Often can see the throttle valve, reducing valve disc and seat and other parts of the internal wear marks, deep trenches and pits, most of these are caused by cavitation.

Cavitation is a kind of failure when the pressure and temperature of liquid reach critical value. It is divided into two stages: flash evaporation and cavitation.

Flash is a very fast transition process, when the fluid flow through the regulator valve, due to the seat and disc to form a local contraction of the flow area, local resistance, fluid pressure and speed change.

When the pressure is P1 of fluid flowing through the orifice, velocity suddenly a sharp increase in static pressure plummeted, after the hole pressure P2 in the fluid in the case of saturated steam pressure before Pv, part of the fluid into gas vaporization, bubbles, formation of gas liquid two phase coexistence phenomenon, called flash stage, it is a system phenomenon.

Regulator cannot avoid flash unless system conditions change.When the downstream pressure of the liquid in the valve rises again and is above the saturation pressure, the increased pressure compresses the bubble and causes it to burst suddenly, which is called the cavitation stage.In the cavitation process, saturated bubbles no longer exist, but quickly burst back into liquid.Because most bubbles are larger in volume than the same liquid.So bubble burst is a transition from a large volume to a small volume.

In the cavitation process, all the energy is concentrated on the bursting point, generating thousands of newtons of impact force. The pressure of the shock wave is as high as 2 ×103 MPa, which greatly exceeds the fatigue failure limit of most metal materials.At the same time, the local temperature is up to several thousand degrees Celsius, and the thermal stress caused by these hot spots is the main factor causing cavitation damage.

Flash produces erosion and damage effect, forming smooth grinding marks on the surface of parts.Like sand sprayed on the surface of the parts, the surface of the parts will be torn, forming a rough slag hole like the outer surface.Under poor conditions of high pressure difference, very hard disc and seat will be damaged in a very short time and leakage will occur, affecting the service performance of the valve.At the same time, in the cavitation process, the bubble bursting releases huge energy, which causes the vibration of internal parts and produces noise up to 10 kHz. The more bubbles, the more serious the noise.

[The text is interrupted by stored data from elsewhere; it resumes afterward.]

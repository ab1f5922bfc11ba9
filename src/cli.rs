//! Command-line interface for overscribe
//!
//! Provides argument parsing using clap derive macros.

use clap::{Parser, Subcommand};
use std::path::PathBuf;
use std::time::Duration;

/// Overlapped-segment voice dictation
#[derive(Parser, Debug)]
#[command(
    name = "overscribe",
    version,
    about = "Overlapped-segment voice dictation"
)]
pub struct Cli {
    /// Subcommand to execute
    #[command(subcommand)]
    pub command: Commands,

    /// Path to configuration file
    #[arg(long, global = true, value_name = "PATH")]
    pub config: Option<PathBuf>,

    /// Suppress status messages
    #[arg(short, long, global = true)]
    pub quiet: bool,

    /// Verbose output (-v: pipeline status events as JSON lines)
    #[arg(short, long, global = true, action = clap::ArgAction::Count)]
    pub verbose: u8,
}

/// Parse a duration string such as `12s`, `500ms`, or `5m`.
///
/// Bare numbers are seconds.
fn parse_duration(s: &str) -> Result<Duration, String> {
    let s = s.trim();
    if let Ok(secs) = s.parse::<u64>() {
        return Ok(Duration::from_secs(secs));
    }
    humantime::parse_duration(s).map_err(|e| e.to_string())
}

/// Available commands
#[derive(Subcommand, Debug)]
pub enum Commands {
    /// Run the daemon (foreground process for systemd)
    Daemon {
        /// Path to Unix socket (default: $XDG_RUNTIME_DIR/overscribe.sock)
        #[arg(long, value_name = "PATH")]
        socket: Option<PathBuf>,

        /// Read one WAV stream from stdin instead of recording live
        #[arg(long)]
        stdin: bool,

        /// Segment opening interval override. Examples: 12s, 500ms
        #[arg(long, value_name = "DURATION", value_parser = parse_duration)]
        tick: Option<Duration>,

        /// Segment duration cap override. Examples: 15s, 2s500ms
        #[arg(long, value_name = "DURATION", value_parser = parse_duration)]
        segment_cap: Option<Duration>,
    },

    /// Start a dictation session via IPC
    Start {
        /// Path to Unix socket (default: $XDG_RUNTIME_DIR/overscribe.sock)
        #[arg(long, value_name = "PATH")]
        socket: Option<PathBuf>,

        /// Treat the dictation as an instruction and draft the content
        #[arg(long)]
        prompt: bool,
    },

    /// Pause the live session via IPC
    Pause {
        /// Path to Unix socket (default: $XDG_RUNTIME_DIR/overscribe.sock)
        #[arg(long, value_name = "PATH")]
        socket: Option<PathBuf>,
    },

    /// Resume a paused session via IPC
    Resume {
        /// Path to Unix socket (default: $XDG_RUNTIME_DIR/overscribe.sock)
        #[arg(long, value_name = "PATH")]
        socket: Option<PathBuf>,
    },

    /// Stop recording, transcribe, and paste the result via IPC
    Stop {
        /// Path to Unix socket (default: $XDG_RUNTIME_DIR/overscribe.sock)
        #[arg(long, value_name = "PATH")]
        socket: Option<PathBuf>,
    },

    /// Discard the session without transcribing via IPC
    Cancel {
        /// Path to Unix socket (default: $XDG_RUNTIME_DIR/overscribe.sock)
        #[arg(long, value_name = "PATH")]
        socket: Option<PathBuf>,
    },

    /// Get daemon status via IPC
    Status {
        /// Path to Unix socket (default: $XDG_RUNTIME_DIR/overscribe.sock)
        #[arg(long, value_name = "PATH")]
        socket: Option<PathBuf>,
    },

    /// Shut the daemon down via IPC
    Shutdown {
        /// Path to Unix socket (default: $XDG_RUNTIME_DIR/overscribe.sock)
        #[arg(long, value_name = "PATH")]
        socket: Option<PathBuf>,
    },
}

#[cfg(test)]
mod tests {
    use super::*;

    #[test]
    fn test_parse_daemon_command() {
        let cli = Cli::try_parse_from(["overscribe", "daemon"]).unwrap();
        match cli.command {
            Commands::Daemon {
                socket,
                stdin,
                tick,
                segment_cap,
            } => {
                assert!(socket.is_none());
                assert!(!stdin);
                assert!(tick.is_none());
                assert!(segment_cap.is_none());
            }
            _ => panic!("Expected Daemon command"),
        }
    }

    #[test]
    fn test_parse_daemon_with_overrides() {
        let cli = Cli::try_parse_from([
            "overscribe",
            "daemon",
            "--stdin",
            "--tick",
            "500ms",
            "--segment-cap",
            "2s",
        ])
        .unwrap();
        match cli.command {
            Commands::Daemon {
                stdin,
                tick,
                segment_cap,
                ..
            } => {
                assert!(stdin);
                assert_eq!(tick, Some(Duration::from_millis(500)));
                assert_eq!(segment_cap, Some(Duration::from_secs(2)));
            }
            _ => panic!("Expected Daemon command"),
        }
    }

    #[test]
    fn test_parse_start_prompt_mode() {
        let cli = Cli::try_parse_from(["overscribe", "start", "--prompt"]).unwrap();
        match cli.command {
            Commands::Start { prompt, .. } => assert!(prompt),
            _ => panic!("Expected Start command"),
        }
    }

    #[test]
    fn test_parse_start_default_is_transcribe() {
        let cli = Cli::try_parse_from(["overscribe", "start"]).unwrap();
        match cli.command {
            Commands::Start { prompt, .. } => assert!(!prompt),
            _ => panic!("Expected Start command"),
        }
    }

    #[test]
    fn test_parse_global_config_and_quiet() {
        let cli =
            Cli::try_parse_from(["overscribe", "status", "--config", "/tmp/c.toml", "--quiet"])
                .unwrap();
        assert_eq!(cli.config, Some(PathBuf::from("/tmp/c.toml")));
        assert!(cli.quiet);
    }

    #[test]
    fn test_parse_verbose_count() {
        let cli = Cli::try_parse_from(["overscribe", "daemon", "-vv"]).unwrap();
        assert_eq!(cli.verbose, 2);
    }

    #[test]
    fn test_parse_socket_override() {
        let cli = Cli::try_parse_from(["overscribe", "stop", "--socket", "/tmp/o.sock"]).unwrap();
        match cli.command {
            Commands::Stop { socket } => {
                assert_eq!(socket, Some(PathBuf::from("/tmp/o.sock")));
            }
            _ => panic!("Expected Stop command"),
        }
    }

    #[test]
    fn test_parse_duration_accepts_bare_seconds() {
        assert_eq!(parse_duration("12").unwrap(), Duration::from_secs(12));
        assert_eq!(parse_duration("12s").unwrap(), Duration::from_secs(12));
        assert_eq!(
            parse_duration("1m30s").unwrap(),
            Duration::from_secs(90)
        );
        assert!(parse_duration("soon").is_err());
    }

    #[test]
    fn test_missing_subcommand_is_an_error() {
        assert!(Cli::try_parse_from(["overscribe"]).is_err());
    }
}
//! Error types for overscribe.

use std::time::Duration;
use thiserror::Error;

/// Classification of a failed remote call.
///
/// Produced once at the HTTP boundary and carried through the retry
/// machinery, so no other layer ever inspects error strings.
#[derive(Debug, Clone, Copy, PartialEq, Eq)]
pub enum FailureClass {
    /// The credential hit a rate limit; rotate and cool down.
    RateLimited,
    /// Network-level trouble (timeout, connection reset); retry.
    Transient,
    /// The service rejected the request itself; retrying cannot help.
    NonRetryable,
}

impl std::fmt::Display for FailureClass {
    fn fmt(&self, f: &mut std::fmt::Formatter<'_>) -> std::fmt::Result {
        match self {
            FailureClass::RateLimited => write!(f, "rate limited"),
            FailureClass::Transient => write!(f, "network error"),
            FailureClass::NonRetryable => write!(f, "rejected by service"),
        }
    }
}

#[derive(Error, Debug)]
pub enum OverscribeError {
    // Configuration errors
    #[error("Failed to parse configuration: {message}")]
    ConfigParse { message: String },

    #[error("Invalid configuration value for {key}: {message}")]
    ConfigInvalidValue { key: String, message: String },

    #[error("Configuration error: {0}")]
    Config(#[from] toml::de::Error),

    #[error("No API credentials found (set {prefix}* environment variables)")]
    NoCredentials { prefix: String },

    // Audio capture errors
    #[error("Audio capture failed: {message}")]
    Capture { message: String },

    // Remote call errors (taxonomy used by the retrying client)
    #[error("Rate limited: {message}")]
    RateLimited { message: String },

    #[error("Network error: {message}")]
    TransientNetwork { message: String },

    #[error("Service rejected request: {message}")]
    NonRetryable { message: String },

    #[error("All credentials cooling down, retry in {}s", retry_after.as_secs())]
    AllCredentialsCooling { retry_after: Duration },

    #[error("Retry budget exhausted after {attempts} attempts (last failure: {last})")]
    RetryBudgetExhausted { attempts: u32, last: FailureClass },

    // Session errors
    #[error("Session error: {message}")]
    Session { message: String },

    // IPC errors
    #[error("IPC socket error: {message}")]
    IpcSocket { message: String },

    #[error("IPC protocol error: {message}")]
    IpcProtocol { message: String },

    #[error("IPC connection failed: {message}")]
    IpcConnection { message: String },

    // General I/O errors
    #[error("I/O error: {0}")]
    Io(#[from] std::io::Error),

    // Generic error for cases not covered above
    #[error("{0}")]
    Other(String),
}

impl OverscribeError {
    /// The failure class of a remote-call error, if it is one.
    pub fn failure_class(&self) -> Option<FailureClass> {
        match self {
            OverscribeError::RateLimited { .. } => Some(FailureClass::RateLimited),
            OverscribeError::TransientNetwork { .. } => Some(FailureClass::Transient),
            OverscribeError::NonRetryable { .. } => Some(FailureClass::NonRetryable),
            OverscribeError::RetryBudgetExhausted { last, .. } => Some(*last),
            _ => None,
        }
    }

    /// Human-readable message for terminal failures shown to the user.
    ///
    /// Distinguishes "all keys cooling down" from plain network trouble
    /// from hard rejections, per the session-level error contract.
    pub fn user_message(&self) -> String {
        match self {
            OverscribeError::AllCredentialsCooling { retry_after } => format!(
                "All API keys are cooling down; retry in {}s.",
                retry_after.as_secs()
            ),
            OverscribeError::RetryBudgetExhausted {
                last: FailureClass::RateLimited,
                ..
            } => "All API keys are cooling down; please wait and try again.".to_string(),
            OverscribeError::RetryBudgetExhausted {
                last: FailureClass::Transient,
                ..
            }
            | OverscribeError::TransientNetwork { .. } => {
                "Network error: please check your connection and try again.".to_string()
            }
            OverscribeError::NonRetryable { message } => {
                format!("The service rejected the request: {}", message)
            }
            other => other.to_string(),
        }
    }
}

// Type alias for convenience
pub type Result<T> = std::result::Result<T, OverscribeError>;
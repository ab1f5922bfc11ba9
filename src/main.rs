use anyhow::Result;
use clap::Parser;
use overscribe::cli::{Cli, Commands};
use overscribe::config::Config;
use overscribe::daemon::{CaptureInput, run_daemon};
use overscribe::ipc::client::send_command;
use overscribe::ipc::protocol::{Command, Response};
use overscribe::ipc::server::IpcServer;
use overscribe::pipeline::scheduler::SegmentTiming;
use overscribe::pipeline::types::SessionMode;
use std::path::PathBuf;

#[tokio::main]
async fn main() -> Result<()> {
    let cli = Cli::parse();

    match cli.command {
        Commands::Daemon {
            socket,
            stdin,
            tick,
            segment_cap,
        } => {
            let config = load_config(cli.config.as_deref())?;
            let input = if stdin {
                CaptureInput::Stdin
            } else {
                CaptureInput::Microphone
            };
            let timing = match (tick, segment_cap) {
                (None, None) => None,
                (tick, cap) => {
                    let defaults = SegmentTiming {
                        tick_interval: config.segments.tick_interval(),
                        segment_cap: config.segments.duration_cap(),
                    };
                    Some(SegmentTiming {
                        tick_interval: tick.unwrap_or(defaults.tick_interval),
                        segment_cap: cap.unwrap_or(defaults.segment_cap),
                    })
                }
            };
            run_daemon(config, socket, input, timing, cli.quiet, cli.verbose).await?;
        }
        Commands::Start { socket, prompt } => {
            let mode = if prompt {
                SessionMode::Prompt
            } else {
                SessionMode::Transcribe
            };
            handle_ipc_command(socket, Command::Start { mode }, cli.quiet).await?;
        }
        Commands::Pause { socket } => {
            handle_ipc_command(socket, Command::Pause, cli.quiet).await?;
        }
        Commands::Resume { socket } => {
            handle_ipc_command(socket, Command::Resume, cli.quiet).await?;
        }
        Commands::Stop { socket } => {
            handle_ipc_command(socket, Command::Stop, cli.quiet).await?;
        }
        Commands::Cancel { socket } => {
            handle_ipc_command(socket, Command::Cancel, cli.quiet).await?;
        }
        Commands::Status { socket } => {
            handle_ipc_command(socket, Command::Status, cli.quiet).await?;
        }
        Commands::Shutdown { socket } => {
            handle_ipc_command(socket, Command::Shutdown, cli.quiet).await?;
        }
    }

    Ok(())
}

/// Load configuration from file or use defaults.
///
/// Priority order:
/// 1. Custom config path from CLI (--config)
/// 2. Default config path (~/.config/overscribe/config.toml)
/// 3. Built-in defaults with environment variable overrides
fn load_config(custom_path: Option<&std::path::Path>) -> Result<Config> {
    let config = if let Some(path) = custom_path {
        Config::load(path)?
    } else {
        let default_path = Config::default_path();
        Config::load_or_default(&default_path)?
    };

    Ok(config.with_env_overrides())
}

/// Send one command to the daemon and print the response.
async fn handle_ipc_command(
    socket: Option<PathBuf>,
    command: Command,
    quiet: bool,
) -> Result<()> {
    let socket_path = socket.unwrap_or_else(IpcServer::default_socket_path);
    let response = send_command(&socket_path, command).await?;

    match response {
        Response::Ok => {
            if !quiet {
                println!("ok");
            }
        }
        Response::Pasted { text } => {
            println!("{}", text);
        }
        Response::Status {
            state,
            mode,
            credentials_available,
        } => {
            println!("state: {}", state);
            if let Some(mode) = mode {
                println!("mode: {}", mode);
            }
            println!(
                "credentials: {}",
                if credentials_available {
                    "available"
                } else {
                    "all cooling down"
                }
            );
        }
        Response::Error { message } => {
            eprintln!("overscribe: {}", message);
            std::process::exit(1);
        }
    }

    Ok(())
}
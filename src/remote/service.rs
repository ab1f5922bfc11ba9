use crate::error::{OverscribeError, Result};
use std::collections::VecDeque;
use std::fmt;
use std::sync::Mutex;

/// Remote operations the pipeline performs.
#[derive(Debug, Clone, Copy, PartialEq, Eq)]
pub enum Operation {
    /// Speech-to-text for one segment.
    Transcribe,
    /// Clean up a finished transcript without changing its meaning.
    Format,
    /// Treat the transcript as an instruction and draft the requested content.
    DraftPrompt,
}

impl fmt::Display for Operation {
    fn fmt(&self, f: &mut fmt::Formatter<'_>) -> fmt::Result {
        match self {
            Operation::Transcribe => write!(f, "transcribe"),
            Operation::Format => write!(f, "format"),
            Operation::DraftPrompt => write!(f, "draft"),
        }
    }
}

/// Request body for a remote operation.
#[derive(Debug, Clone)]
pub enum Payload {
    /// WAV-encoded segment audio.
    Audio(Vec<u8>),
    /// Transcript text.
    Text(String),
}

/// Trait for the remote transcription/formatting service.
///
/// This trait allows swapping implementations (real HTTP backend vs mock).
/// Implementations classify failures at this boundary: every error they
/// return carries a [`crate::error::FailureClass`] or is non-retryable by
/// construction.
pub trait RemoteService: Send + Sync {
    /// Perform one remote call with the given credential key.
    fn call(&self, op: Operation, payload: &Payload, key: &str) -> Result<String>;
}

/// Scripted outcome for one mock call.
#[derive(Debug, Clone)]
enum MockOutcome {
    Ok(String),
    RateLimited,
    Transient,
    Rejected,
}

/// Mock remote service for testing
pub struct MockRemoteService {
    script: Mutex<VecDeque<MockOutcome>>,
    calls: Mutex<Vec<(Operation, String)>>,
    text_payloads: Mutex<Vec<String>>,
    default_response: String,
}

impl MockRemoteService {
    /// Create a new mock with an empty script
    pub fn new() -> Self {
        Self {
            script: Mutex::new(VecDeque::new()),
            calls: Mutex::new(Vec::new()),
            text_payloads: Mutex::new(Vec::new()),
            default_response: String::new(),
        }
    }

    fn push(self, outcome: MockOutcome) -> Self {
        self.script
            .lock()
            .unwrap_or_else(|e| e.into_inner())
            .push_back(outcome);
        self
    }

    /// Script a successful call returning the given text
    pub fn with_response(self, text: &str) -> Self {
        let text = text.to_string();
        self.push(MockOutcome::Ok(text))
    }

    /// Script a rate-limited failure
    pub fn with_rate_limited(self) -> Self {
        self.push(MockOutcome::RateLimited)
    }

    /// Script a transient network failure
    pub fn with_transient(self) -> Self {
        self.push(MockOutcome::Transient)
    }

    /// Script a non-retryable rejection
    pub fn with_rejection(self) -> Self {
        self.push(MockOutcome::Rejected)
    }

    /// Configure the response returned once the script runs out
    pub fn with_default_response(mut self, text: &str) -> Self {
        self.default_response = text.to_string();
        self
    }

    /// Operations and credential keys seen so far, in call order
    pub fn calls(&self) -> Vec<(Operation, String)> {
        self.calls
            .lock()
            .unwrap_or_else(|e| e.into_inner())
            .clone()
    }

    pub fn call_count(&self) -> usize {
        self.calls.lock().unwrap_or_else(|e| e.into_inner()).len()
    }

    /// Text payloads seen so far (audio payloads are not recorded)
    pub fn text_payloads(&self) -> Vec<String> {
        self.text_payloads
            .lock()
            .unwrap_or_else(|e| e.into_inner())
            .clone()
    }
}

impl Default for MockRemoteService {
    fn default() -> Self {
        Self::new()
    }
}

impl RemoteService for MockRemoteService {
    fn call(&self, op: Operation, payload: &Payload, key: &str) -> Result<String> {
        self.calls
            .lock()
            .unwrap_or_else(|e| e.into_inner())
            .push((op, key.to_string()));
        if let Payload::Text(text) = payload {
            self.text_payloads
                .lock()
                .unwrap_or_else(|e| e.into_inner())
                .push(text.clone());
        }

        let outcome = self
            .script
            .lock()
            .unwrap_or_else(|e| e.into_inner())
            .pop_front();

        match outcome {
            None => Ok(self.default_response.clone()),
            Some(MockOutcome::Ok(text)) => Ok(text),
            Some(MockOutcome::RateLimited) => Err(OverscribeError::RateLimited {
                message: "mock rate limit".to_string(),
            }),
            Some(MockOutcome::Transient) => Err(OverscribeError::TransientNetwork {
                message: "mock network error".to_string(),
            }),
            Some(MockOutcome::Rejected) => Err(OverscribeError::NonRetryable {
                message: "mock rejection".to_string(),
            }),
        }
    }
}
//! Retry orchestration over the credential pool and remote service.

use crate::defaults;
use crate::error::{FailureClass, OverscribeError, Result};
use crate::remote::credentials::CredentialPool;
use crate::remote::service::{Operation, Payload, RemoteService};
use std::sync::Arc;
use std::time::Duration;

/// Backoff and budget knobs for [`RetryingClient`].
///
/// Tests shrink the backoffs to milliseconds; production uses the
/// defaults.
#[derive(Debug, Clone)]
pub struct RetryPolicy {
    /// Failed attempts tolerated before giving up.
    pub max_retries: u32,
    /// Pause after a rate limit when no other credential is eligible.
    pub rate_limit_backoff: Duration,
    /// Pause after a transient network failure.
    pub transient_backoff: Duration,
    /// Cap on how long to sleep waiting for a cooldown to expire.
    pub acquire_poll: Duration,
}

impl Default for RetryPolicy {
    fn default() -> Self {
        Self {
            max_retries: defaults::MAX_RETRIES,
            rate_limit_backoff: defaults::RATE_LIMIT_BACKOFF,
            transient_backoff: defaults::TRANSIENT_BACKOFF,
            acquire_poll: defaults::ACQUIRE_POLL,
        }
    }
}

/// Remote-call driver: credential rotation plus bounded classified retry.
///
/// Each call acquires a credential, invokes the service, and reacts to the
/// failure class: rate limits cool the credential and rotate to the next
/// one, transient failures back off briefly, rejections fail immediately.
/// All three operations share this logic.
pub struct RetryingClient {
    service: Arc<dyn RemoteService>,
    pool: Arc<CredentialPool>,
    policy: RetryPolicy,
}

impl RetryingClient {
    pub fn new(
        service: Arc<dyn RemoteService>,
        pool: Arc<CredentialPool>,
        policy: RetryPolicy,
    ) -> Self {
        Self {
            service,
            pool,
            policy,
        }
    }

    pub fn pool(&self) -> &Arc<CredentialPool> {
        &self.pool
    }

    /// Perform one operation with retries.
    ///
    /// # Errors
    /// `RetryBudgetExhausted` once failures exceed the budget, carrying the
    /// last failure's class; `NonRetryable` failures surface immediately.
    pub fn call(&self, op: Operation, payload: &Payload) -> Result<String> {
        let mut failures: u32 = 0;

        loop {
            let lease = match self.pool.acquire() {
                Ok(lease) => lease,
                Err(OverscribeError::AllCredentialsCooling { retry_after }) => {
                    failures += 1;
                    if failures > self.policy.max_retries {
                        return Err(OverscribeError::RetryBudgetExhausted {
                            attempts: failures,
                            last: FailureClass::RateLimited,
                        });
                    }
                    std::thread::sleep(retry_after.min(self.policy.acquire_poll));
                    continue;
                }
                Err(e) => return Err(e),
            };

            let error = match self.service.call(op, payload, &lease.key) {
                Ok(text) => {
                    self.pool.report_success(&lease);
                    return Ok(text);
                }
                Err(e) => e,
            };

            let class = match error.failure_class() {
                Some(class) => class,
                None => return Err(error),
            };

            if class == FailureClass::NonRetryable {
                return Err(error);
            }

            failures += 1;
            eprintln!(
                "overscribe: {} attempt {} failed: {}",
                op, failures, error
            );
            if failures > self.policy.max_retries {
                return Err(OverscribeError::RetryBudgetExhausted {
                    attempts: failures,
                    last: class,
                });
            }

            match class {
                FailureClass::RateLimited => {
                    self.pool.report_rate_limited(&lease);
                    // Rotate immediately when another key is eligible
                    if !self.pool.has_available() {
                        std::thread::sleep(self.policy.rate_limit_backoff);
                    }
                }
                FailureClass::Transient => {
                    std::thread::sleep(self.policy.transient_backoff);
                }
                FailureClass::NonRetryable => unreachable!("handled above"),
            }
        }
    }
}
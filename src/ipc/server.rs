//! Async Unix socket IPC server for daemon control.

use crate::error::{OverscribeError, Result};
use crate::ipc::protocol::{Command, Response};
use std::path::{Path, PathBuf};
use std::sync::Arc;
use tokio::io::{AsyncBufReadExt, AsyncWriteExt, BufReader};
use tokio::net::{UnixListener, UnixStream};
use tokio::sync::Mutex;

/// Handler trait for processing IPC commands.
#[async_trait::async_trait]
pub trait CommandHandler: Send + Sync {
    /// Handle a command and return a response.
    async fn handle(&self, command: Command) -> Response;
}

/// State for managing server shutdown.
#[derive(Debug, Clone)]
struct ServerState {
    shutdown: Arc<Mutex<bool>>,
}

impl ServerState {
    fn new() -> Self {
        Self {
            shutdown: Arc::new(Mutex::new(false)),
        }
    }

    async fn is_shutdown(&self) -> bool {
        *self.shutdown.lock().await
    }

    async fn set_shutdown(&self) {
        *self.shutdown.lock().await = true;
    }
}

/// IPC server for handling daemon control commands via Unix socket.
pub struct IpcServer {
    socket_path: PathBuf,
    state: ServerState,
}

impl IpcServer {
    /// Create a new IPC server bound to the specified socket path.
    pub fn new(socket_path: PathBuf) -> Result<Self> {
        Ok(Self {
            socket_path,
            state: ServerState::new(),
        })
    }

    /// Get the socket path this server is using.
    pub fn socket_path(&self) -> &Path {
        &self.socket_path
    }

    /// Get the default socket path based on XDG_RUNTIME_DIR or fallback.
    pub fn default_socket_path() -> PathBuf {
        if let Ok(xdg_runtime) = std::env::var("XDG_RUNTIME_DIR") {
            PathBuf::from(xdg_runtime).join("overscribe.sock")
        } else {
            let uid = unsafe { libc::getuid() };
            PathBuf::from(format!("/tmp/overscribe-{}.sock", uid))
        }
    }

    /// Start the IPC server and handle incoming connections.
    pub async fn start<H>(&self, handler: H) -> Result<()>
    where
        H: CommandHandler + 'static,
    {
        // Clean up any existing socket file
        if self.socket_path.exists() {
            std::fs::remove_file(&self.socket_path).map_err(|e| OverscribeError::IpcSocket {
                message: format!("Failed to remove existing socket: {}", e),
            })?;
        }

        let listener =
            UnixListener::bind(&self.socket_path).map_err(|e| OverscribeError::IpcSocket {
                message: format!("Failed to bind to socket: {}", e),
            })?;

        let handler = Arc::new(handler);

        loop {
            if self.state.is_shutdown().await {
                break;
            }

            // Accept with timeout so the shutdown flag gets rechecked
            let accept_result =
                tokio::time::timeout(tokio::time::Duration::from_millis(100), listener.accept())
                    .await;

            match accept_result {
                Ok(Ok((stream, _))) => {
                    let handler = Arc::clone(&handler);
                    tokio::spawn(async move {
                        if let Err(e) = handle_client(stream, handler).await {
                            eprintln!("overscribe: error handling client: {}", e);
                        }
                    });
                }
                Ok(Err(e)) => {
                    return Err(OverscribeError::IpcConnection {
                        message: format!("Failed to accept connection: {}", e),
                    });
                }
                Err(_) => {
                    continue;
                }
            }
        }

        Ok(())
    }

    /// Stop the IPC server and clean up the socket file.
    pub async fn stop(&self) -> Result<()> {
        self.state.set_shutdown().await;

        if self.socket_path.exists() {
            std::fs::remove_file(&self.socket_path).map_err(|e| OverscribeError::IpcSocket {
                message: format!("Failed to remove socket file: {}", e),
            })?;
        }

        Ok(())
    }
}

/// Handle a single client connection.
async fn handle_client<H>(stream: UnixStream, handler: Arc<H>) -> Result<()>
where
    H: CommandHandler,
{
    let (reader, mut writer) = stream.into_split();
    let mut reader = BufReader::new(reader);
    let mut line = String::new();

    // Read command (one line JSON)
    reader
        .read_line(&mut line)
        .await
        .map_err(|e| OverscribeError::IpcConnection {
            message: format!("Failed to read from client: {}", e),
        })?;

    let command = Command::from_json(line.trim()).map_err(|e| OverscribeError::IpcProtocol {
        message: format!("Failed to parse command: {}", e),
    })?;

    let response = handler.handle(command).await;

    let response_json = response.to_json().map_err(|e| OverscribeError::IpcProtocol {
        message: format!("Failed to serialize response: {}", e),
    })?;

    writer
        .write_all(response_json.as_bytes())
        .await
        .map_err(|e| OverscribeError::IpcConnection {
            message: format!("Failed to write to client: {}", e),
        })?;

    writer
        .write_all(b"\n")
        .await
        .map_err(|e| OverscribeError::IpcConnection {
            message: format!("Failed to write newline to client: {}", e),
        })?;

    writer
        .flush()
        .await
        .map_err(|e| OverscribeError::IpcConnection {
            message: format!("Failed to flush writer: {}", e),
        })?;

    Ok(())
}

A method of preventing cavitation damage

Flash in the regulator valve can not be prevented, what can be done is to prevent the damage of flash.The main factors affecting flash damage in the design of control valve are valve structure, material performance and system design.Cavitation damage can be prevented by zigzag paths, multi-stage decompression and multi-hole throttling.

1) Valve structure

Although the valve structure has nothing to do with generating flash, it can suppress flash damage.The angular valve structure with the medium flowing from top to bottom can prevent flash damage more than the spherical valve body.Flash damage is caused by high velocity saturated bubbles impacting the valve body surface and corroding the valve body surface.Because the medium in the Angle valve flows directly to the center of the downstream pipe inside the valve body, rather than directly impacting the body wall like the ball valve, the damage of flash is greatly reduced.

2) Material selection

In general, high hardness materials are more resistant to flash and cavitation damage.Hard materials are commonly used to make valve bodies.If the power industry often choose chromium molybdenum alloy steel valves, WC9 is one of the commonly used corrosion resistant materials.If the Angle valve downstream with high hardness of the pipe, its body can choose carbon steel material, because only in the downstream of the valve body has flash liquid.

3) Zigzag path.

One way to reduce pressure recovery is to pass the flowing medium through a throttling piece containing a zigzg path.Although this zigzagging path can take different forms, such as holes, radial flow paths, and so on.But the effect of each design is basically the same.This zigzag path can be used in the design of various components to control cavitation.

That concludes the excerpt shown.